◆ Work instruction
Give the number of lines in the data below containing the word "subsystems", with no other text.
☆ ☆ ☆ ☆ ☆
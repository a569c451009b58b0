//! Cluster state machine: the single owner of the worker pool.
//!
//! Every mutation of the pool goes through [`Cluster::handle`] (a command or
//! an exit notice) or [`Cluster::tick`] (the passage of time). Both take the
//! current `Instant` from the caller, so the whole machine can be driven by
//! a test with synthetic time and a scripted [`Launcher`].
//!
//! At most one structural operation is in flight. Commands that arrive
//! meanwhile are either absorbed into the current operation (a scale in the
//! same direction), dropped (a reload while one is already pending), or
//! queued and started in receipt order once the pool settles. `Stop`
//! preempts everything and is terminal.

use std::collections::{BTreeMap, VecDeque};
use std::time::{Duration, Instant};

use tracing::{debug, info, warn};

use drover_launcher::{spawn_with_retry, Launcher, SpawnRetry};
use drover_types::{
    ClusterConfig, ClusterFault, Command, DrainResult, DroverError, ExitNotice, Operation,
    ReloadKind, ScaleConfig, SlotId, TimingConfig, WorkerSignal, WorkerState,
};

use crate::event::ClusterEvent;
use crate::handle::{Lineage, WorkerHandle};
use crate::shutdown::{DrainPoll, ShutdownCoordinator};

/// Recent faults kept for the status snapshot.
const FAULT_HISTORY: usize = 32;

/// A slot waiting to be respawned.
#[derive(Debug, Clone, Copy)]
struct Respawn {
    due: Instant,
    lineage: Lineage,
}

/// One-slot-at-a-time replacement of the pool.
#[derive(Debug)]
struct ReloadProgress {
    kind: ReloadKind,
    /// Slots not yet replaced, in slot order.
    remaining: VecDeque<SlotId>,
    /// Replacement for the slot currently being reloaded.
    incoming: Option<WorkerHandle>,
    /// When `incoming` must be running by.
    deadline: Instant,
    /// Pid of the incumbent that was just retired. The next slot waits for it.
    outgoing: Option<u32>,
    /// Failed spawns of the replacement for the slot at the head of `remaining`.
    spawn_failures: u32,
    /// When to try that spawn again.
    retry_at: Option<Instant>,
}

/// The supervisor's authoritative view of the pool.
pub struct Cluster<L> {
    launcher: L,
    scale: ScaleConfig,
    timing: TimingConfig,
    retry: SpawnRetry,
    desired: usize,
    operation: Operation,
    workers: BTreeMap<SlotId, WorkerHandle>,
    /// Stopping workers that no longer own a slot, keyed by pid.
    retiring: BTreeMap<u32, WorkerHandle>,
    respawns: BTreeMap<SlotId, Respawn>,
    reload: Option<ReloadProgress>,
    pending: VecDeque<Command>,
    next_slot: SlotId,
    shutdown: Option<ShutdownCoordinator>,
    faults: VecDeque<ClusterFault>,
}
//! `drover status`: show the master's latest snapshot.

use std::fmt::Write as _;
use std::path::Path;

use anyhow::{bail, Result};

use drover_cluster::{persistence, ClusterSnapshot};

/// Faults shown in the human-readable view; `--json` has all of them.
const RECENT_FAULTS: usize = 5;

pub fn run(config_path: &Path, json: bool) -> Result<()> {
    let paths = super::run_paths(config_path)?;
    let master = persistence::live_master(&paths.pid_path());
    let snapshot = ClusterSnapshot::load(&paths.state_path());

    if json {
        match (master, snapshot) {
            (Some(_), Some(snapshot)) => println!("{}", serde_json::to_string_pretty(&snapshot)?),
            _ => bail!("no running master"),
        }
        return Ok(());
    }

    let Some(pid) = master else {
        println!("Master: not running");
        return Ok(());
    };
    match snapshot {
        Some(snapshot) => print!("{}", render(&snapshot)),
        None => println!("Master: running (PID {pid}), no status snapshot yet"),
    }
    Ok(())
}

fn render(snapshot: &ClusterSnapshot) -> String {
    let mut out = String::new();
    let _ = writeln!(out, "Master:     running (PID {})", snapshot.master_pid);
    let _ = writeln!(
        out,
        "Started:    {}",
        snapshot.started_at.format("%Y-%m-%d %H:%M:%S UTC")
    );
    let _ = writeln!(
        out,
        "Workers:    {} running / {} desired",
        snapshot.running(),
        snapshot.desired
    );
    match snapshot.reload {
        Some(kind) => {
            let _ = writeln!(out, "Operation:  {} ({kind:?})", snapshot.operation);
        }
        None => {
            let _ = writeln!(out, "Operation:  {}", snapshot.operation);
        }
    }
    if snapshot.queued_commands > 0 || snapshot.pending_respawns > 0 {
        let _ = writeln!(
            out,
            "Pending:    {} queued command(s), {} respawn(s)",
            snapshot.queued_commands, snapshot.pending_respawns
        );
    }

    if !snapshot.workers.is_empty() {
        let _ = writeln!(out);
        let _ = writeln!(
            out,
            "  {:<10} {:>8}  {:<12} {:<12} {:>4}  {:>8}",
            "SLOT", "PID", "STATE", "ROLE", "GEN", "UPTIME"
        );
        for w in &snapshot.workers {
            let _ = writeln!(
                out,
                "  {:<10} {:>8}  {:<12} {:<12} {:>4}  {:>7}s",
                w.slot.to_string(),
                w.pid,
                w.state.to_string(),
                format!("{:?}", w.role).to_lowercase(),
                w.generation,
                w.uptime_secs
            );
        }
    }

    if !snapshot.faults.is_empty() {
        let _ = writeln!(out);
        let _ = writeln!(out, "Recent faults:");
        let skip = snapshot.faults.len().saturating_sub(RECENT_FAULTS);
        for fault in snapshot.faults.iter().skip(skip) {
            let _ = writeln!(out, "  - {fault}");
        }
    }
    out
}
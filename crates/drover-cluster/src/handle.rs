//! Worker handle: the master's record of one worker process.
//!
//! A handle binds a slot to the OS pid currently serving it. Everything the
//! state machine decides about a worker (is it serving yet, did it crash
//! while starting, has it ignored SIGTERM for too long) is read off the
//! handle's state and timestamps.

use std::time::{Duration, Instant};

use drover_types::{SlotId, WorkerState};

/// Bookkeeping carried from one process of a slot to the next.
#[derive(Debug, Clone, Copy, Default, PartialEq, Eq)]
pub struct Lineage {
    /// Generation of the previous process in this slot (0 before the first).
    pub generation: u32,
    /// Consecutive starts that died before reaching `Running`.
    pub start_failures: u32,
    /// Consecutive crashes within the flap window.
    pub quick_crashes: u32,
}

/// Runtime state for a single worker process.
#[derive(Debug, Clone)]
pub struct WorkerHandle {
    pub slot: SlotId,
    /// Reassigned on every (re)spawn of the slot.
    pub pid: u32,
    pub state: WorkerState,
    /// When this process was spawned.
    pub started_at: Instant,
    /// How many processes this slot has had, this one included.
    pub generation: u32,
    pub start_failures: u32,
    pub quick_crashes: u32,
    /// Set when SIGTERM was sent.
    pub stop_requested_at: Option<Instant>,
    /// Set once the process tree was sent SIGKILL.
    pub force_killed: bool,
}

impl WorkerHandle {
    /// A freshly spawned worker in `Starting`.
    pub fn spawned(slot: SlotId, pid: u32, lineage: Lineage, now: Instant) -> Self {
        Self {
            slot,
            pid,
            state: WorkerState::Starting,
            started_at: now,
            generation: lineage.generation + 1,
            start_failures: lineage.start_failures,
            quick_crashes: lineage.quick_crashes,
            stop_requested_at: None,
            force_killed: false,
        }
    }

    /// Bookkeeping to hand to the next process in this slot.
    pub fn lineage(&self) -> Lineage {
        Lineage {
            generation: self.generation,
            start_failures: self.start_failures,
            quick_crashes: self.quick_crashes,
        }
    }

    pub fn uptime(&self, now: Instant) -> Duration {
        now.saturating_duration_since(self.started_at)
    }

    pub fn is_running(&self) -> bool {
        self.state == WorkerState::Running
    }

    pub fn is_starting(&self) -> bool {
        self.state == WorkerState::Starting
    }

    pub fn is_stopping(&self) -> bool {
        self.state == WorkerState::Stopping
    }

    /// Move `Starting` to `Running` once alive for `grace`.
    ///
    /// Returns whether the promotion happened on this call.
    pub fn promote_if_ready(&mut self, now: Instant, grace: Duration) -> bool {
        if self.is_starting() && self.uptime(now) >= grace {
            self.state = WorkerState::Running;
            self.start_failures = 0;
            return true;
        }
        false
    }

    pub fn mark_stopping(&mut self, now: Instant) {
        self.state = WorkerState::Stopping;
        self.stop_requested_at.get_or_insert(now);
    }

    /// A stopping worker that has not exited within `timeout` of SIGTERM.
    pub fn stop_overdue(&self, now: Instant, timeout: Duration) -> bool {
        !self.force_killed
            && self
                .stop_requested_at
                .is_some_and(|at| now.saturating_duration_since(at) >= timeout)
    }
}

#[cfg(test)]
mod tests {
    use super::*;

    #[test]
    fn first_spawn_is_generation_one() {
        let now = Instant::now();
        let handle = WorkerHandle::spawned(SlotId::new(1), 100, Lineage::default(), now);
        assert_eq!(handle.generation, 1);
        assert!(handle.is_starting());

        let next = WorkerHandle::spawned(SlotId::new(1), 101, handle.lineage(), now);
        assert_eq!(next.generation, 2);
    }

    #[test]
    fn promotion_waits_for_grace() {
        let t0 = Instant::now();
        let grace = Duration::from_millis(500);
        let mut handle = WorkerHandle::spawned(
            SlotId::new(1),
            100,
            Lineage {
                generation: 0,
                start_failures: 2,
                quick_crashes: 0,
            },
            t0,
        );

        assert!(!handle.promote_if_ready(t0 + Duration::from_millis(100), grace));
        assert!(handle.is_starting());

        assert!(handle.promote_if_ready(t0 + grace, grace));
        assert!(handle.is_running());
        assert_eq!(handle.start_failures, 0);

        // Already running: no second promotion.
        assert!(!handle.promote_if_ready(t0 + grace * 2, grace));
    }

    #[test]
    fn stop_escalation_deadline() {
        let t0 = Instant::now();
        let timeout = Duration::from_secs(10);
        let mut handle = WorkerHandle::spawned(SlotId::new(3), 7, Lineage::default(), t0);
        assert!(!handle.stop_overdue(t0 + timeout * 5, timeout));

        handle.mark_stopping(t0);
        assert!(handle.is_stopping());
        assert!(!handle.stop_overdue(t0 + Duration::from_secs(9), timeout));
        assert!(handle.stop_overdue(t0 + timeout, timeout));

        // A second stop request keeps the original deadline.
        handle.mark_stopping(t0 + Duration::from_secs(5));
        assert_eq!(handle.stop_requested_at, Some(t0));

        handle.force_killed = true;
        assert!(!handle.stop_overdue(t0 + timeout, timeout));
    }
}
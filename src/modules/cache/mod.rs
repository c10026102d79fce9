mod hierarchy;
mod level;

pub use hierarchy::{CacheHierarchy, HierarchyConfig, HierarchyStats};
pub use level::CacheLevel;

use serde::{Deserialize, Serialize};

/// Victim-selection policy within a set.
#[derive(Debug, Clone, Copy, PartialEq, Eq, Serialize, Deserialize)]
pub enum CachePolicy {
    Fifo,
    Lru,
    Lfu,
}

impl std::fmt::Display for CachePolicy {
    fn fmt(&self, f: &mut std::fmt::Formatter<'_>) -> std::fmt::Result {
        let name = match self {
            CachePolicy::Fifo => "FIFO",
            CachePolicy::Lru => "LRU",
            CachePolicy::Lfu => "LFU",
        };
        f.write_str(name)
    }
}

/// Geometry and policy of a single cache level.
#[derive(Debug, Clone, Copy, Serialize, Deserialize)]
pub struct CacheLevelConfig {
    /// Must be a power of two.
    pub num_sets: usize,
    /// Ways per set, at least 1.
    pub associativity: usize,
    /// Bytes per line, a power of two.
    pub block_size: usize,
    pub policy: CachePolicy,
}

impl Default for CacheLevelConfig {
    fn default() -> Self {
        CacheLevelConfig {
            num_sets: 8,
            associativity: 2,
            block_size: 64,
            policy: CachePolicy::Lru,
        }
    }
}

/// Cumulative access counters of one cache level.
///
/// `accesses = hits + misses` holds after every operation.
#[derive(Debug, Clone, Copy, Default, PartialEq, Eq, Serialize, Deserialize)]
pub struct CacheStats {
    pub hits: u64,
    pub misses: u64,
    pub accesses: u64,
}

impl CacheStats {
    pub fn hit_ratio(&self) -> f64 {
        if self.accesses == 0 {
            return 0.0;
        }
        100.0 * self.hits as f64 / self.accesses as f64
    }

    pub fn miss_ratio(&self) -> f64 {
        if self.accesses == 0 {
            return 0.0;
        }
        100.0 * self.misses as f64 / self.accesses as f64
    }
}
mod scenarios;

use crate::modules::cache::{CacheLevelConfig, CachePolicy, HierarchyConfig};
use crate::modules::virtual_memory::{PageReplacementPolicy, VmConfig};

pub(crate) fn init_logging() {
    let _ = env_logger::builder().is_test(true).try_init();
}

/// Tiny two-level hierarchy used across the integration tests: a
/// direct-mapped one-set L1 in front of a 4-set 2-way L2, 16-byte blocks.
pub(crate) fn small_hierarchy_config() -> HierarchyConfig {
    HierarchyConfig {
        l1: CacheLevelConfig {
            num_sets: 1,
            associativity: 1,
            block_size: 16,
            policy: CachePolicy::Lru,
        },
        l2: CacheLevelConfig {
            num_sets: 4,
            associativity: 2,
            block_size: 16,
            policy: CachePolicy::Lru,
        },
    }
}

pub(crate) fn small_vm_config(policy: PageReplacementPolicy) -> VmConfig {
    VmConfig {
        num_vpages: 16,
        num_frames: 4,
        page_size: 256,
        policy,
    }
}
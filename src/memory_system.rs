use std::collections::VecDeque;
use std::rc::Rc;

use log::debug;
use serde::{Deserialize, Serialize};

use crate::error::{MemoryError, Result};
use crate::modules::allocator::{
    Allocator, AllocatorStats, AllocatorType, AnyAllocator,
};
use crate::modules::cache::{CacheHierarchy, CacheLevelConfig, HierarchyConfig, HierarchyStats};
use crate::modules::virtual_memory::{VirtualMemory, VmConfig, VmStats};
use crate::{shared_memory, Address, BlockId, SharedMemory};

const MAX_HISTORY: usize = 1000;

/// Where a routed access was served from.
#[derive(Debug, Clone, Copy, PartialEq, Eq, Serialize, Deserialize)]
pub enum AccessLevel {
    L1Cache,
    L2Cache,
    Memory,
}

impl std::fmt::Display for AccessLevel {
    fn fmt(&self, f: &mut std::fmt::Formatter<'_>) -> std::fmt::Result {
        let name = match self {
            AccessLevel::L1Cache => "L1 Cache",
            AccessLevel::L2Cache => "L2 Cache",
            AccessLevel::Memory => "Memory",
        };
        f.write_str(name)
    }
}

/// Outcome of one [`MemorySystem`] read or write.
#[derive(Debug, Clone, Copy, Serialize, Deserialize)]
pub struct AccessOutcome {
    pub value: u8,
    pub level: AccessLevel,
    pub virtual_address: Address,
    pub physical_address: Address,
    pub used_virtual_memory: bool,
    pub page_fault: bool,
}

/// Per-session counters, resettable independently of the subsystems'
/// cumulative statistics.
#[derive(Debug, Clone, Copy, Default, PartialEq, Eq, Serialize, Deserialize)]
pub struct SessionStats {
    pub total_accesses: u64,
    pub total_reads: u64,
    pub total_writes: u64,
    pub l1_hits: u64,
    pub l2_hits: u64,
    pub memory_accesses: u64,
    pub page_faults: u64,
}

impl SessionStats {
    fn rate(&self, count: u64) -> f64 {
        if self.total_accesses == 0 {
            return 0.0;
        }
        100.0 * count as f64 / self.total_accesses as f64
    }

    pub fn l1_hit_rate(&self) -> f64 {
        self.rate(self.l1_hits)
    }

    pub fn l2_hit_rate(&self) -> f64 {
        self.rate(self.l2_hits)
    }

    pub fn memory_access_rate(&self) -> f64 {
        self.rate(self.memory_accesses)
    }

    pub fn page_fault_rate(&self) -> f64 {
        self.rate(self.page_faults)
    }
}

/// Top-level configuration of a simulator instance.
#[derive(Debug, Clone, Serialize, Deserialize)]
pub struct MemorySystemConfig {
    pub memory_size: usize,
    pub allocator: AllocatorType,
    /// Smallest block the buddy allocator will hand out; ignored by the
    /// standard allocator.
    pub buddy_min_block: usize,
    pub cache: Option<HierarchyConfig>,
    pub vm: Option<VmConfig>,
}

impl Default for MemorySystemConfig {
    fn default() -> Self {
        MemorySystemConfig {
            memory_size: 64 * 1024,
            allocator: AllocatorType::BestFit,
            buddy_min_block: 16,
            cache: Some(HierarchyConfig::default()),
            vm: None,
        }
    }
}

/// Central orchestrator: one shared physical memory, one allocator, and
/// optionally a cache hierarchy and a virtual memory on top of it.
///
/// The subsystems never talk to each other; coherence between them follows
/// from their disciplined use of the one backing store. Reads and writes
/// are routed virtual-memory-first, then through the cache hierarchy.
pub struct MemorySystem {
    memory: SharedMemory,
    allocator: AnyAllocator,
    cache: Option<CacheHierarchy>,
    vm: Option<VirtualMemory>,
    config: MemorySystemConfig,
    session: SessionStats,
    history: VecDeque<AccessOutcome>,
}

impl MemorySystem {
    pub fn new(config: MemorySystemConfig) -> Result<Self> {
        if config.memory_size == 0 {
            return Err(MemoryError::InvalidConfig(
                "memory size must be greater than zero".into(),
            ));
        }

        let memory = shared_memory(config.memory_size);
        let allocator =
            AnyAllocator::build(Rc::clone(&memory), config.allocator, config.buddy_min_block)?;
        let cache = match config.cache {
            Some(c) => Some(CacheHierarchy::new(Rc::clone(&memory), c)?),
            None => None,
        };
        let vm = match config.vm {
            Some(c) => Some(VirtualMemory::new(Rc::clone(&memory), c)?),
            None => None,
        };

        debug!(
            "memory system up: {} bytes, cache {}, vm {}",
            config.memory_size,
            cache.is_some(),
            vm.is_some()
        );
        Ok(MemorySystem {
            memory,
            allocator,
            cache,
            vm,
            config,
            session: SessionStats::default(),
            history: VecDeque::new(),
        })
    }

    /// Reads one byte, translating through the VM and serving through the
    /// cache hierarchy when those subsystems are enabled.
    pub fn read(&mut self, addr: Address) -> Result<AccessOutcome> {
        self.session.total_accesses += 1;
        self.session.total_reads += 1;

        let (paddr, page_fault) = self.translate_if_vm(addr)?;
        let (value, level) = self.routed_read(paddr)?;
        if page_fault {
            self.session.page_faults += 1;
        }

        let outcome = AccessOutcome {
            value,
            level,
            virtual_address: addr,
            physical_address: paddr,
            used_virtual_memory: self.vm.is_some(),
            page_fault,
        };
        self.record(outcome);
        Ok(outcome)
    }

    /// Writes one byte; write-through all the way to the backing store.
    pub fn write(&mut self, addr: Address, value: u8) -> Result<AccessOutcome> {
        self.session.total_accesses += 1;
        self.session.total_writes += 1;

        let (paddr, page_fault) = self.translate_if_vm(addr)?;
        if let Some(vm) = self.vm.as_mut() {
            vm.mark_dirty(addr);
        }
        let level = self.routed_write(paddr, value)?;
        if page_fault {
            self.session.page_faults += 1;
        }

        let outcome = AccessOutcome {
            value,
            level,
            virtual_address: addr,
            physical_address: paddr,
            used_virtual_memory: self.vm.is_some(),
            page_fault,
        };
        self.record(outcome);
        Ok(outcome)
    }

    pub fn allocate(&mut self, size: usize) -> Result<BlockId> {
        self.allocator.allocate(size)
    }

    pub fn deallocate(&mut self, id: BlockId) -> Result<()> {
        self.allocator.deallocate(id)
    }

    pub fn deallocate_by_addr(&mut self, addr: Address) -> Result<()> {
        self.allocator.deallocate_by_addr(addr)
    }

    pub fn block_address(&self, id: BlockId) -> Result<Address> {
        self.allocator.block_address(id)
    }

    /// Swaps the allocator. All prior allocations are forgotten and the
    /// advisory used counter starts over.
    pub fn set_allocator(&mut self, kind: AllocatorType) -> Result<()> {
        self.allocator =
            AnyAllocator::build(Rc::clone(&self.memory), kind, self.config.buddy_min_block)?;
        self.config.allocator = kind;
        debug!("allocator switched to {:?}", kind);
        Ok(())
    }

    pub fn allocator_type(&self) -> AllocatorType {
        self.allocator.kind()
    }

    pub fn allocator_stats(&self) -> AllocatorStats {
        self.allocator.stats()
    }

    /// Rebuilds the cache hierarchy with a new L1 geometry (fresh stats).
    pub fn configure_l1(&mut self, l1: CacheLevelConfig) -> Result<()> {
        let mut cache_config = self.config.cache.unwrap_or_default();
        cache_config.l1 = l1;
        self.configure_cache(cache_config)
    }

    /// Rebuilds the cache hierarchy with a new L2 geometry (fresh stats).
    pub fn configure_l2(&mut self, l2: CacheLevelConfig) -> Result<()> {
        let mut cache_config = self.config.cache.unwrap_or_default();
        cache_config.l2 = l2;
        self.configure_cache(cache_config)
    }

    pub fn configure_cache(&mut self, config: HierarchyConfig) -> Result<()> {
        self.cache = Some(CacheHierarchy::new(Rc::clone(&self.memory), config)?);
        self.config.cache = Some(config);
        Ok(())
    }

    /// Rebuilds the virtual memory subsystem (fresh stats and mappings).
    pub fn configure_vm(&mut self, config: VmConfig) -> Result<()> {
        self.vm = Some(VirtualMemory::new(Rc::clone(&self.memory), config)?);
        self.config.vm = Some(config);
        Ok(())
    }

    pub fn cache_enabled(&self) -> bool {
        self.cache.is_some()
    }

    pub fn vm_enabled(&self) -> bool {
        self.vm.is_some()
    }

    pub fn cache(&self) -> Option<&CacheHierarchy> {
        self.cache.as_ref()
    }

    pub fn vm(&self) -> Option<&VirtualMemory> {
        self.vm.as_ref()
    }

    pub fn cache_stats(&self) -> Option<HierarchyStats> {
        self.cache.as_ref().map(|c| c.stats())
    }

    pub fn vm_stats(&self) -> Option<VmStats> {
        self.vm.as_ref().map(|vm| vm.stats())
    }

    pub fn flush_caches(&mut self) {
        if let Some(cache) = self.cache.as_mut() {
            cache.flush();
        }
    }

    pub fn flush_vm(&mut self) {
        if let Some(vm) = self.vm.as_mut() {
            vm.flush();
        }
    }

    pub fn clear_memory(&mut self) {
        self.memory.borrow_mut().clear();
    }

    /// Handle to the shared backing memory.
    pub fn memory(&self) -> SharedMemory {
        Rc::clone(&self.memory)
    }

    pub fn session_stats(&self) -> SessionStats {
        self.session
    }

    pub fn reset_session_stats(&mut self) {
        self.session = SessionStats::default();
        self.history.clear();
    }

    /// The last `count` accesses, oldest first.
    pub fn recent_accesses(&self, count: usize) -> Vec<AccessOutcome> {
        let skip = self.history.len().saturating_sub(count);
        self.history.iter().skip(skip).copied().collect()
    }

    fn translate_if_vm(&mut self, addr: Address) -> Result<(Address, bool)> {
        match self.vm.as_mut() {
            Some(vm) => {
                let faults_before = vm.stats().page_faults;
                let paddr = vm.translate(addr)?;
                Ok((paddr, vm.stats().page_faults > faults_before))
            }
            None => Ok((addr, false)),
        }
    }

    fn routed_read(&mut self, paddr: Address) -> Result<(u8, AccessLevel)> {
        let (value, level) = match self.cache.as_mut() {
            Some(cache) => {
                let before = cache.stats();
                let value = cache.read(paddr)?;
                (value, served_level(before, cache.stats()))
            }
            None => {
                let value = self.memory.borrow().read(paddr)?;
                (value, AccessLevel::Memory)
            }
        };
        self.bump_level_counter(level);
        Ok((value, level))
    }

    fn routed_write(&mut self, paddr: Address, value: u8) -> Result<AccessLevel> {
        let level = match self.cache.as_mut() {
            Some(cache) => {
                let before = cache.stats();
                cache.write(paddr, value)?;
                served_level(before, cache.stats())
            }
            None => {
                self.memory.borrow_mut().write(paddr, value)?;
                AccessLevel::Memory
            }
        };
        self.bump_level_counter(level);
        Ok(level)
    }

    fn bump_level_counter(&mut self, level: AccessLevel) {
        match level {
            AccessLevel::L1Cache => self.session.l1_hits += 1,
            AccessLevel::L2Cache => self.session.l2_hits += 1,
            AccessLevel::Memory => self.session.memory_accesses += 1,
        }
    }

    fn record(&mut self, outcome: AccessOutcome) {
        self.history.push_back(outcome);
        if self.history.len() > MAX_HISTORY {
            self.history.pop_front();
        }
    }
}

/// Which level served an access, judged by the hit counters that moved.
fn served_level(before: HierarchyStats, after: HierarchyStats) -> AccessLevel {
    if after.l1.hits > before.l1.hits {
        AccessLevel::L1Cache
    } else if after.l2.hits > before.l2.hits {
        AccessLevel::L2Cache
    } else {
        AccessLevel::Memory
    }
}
☆ ☆ ☆ ☆ ☆
◆ Result for this exercise
3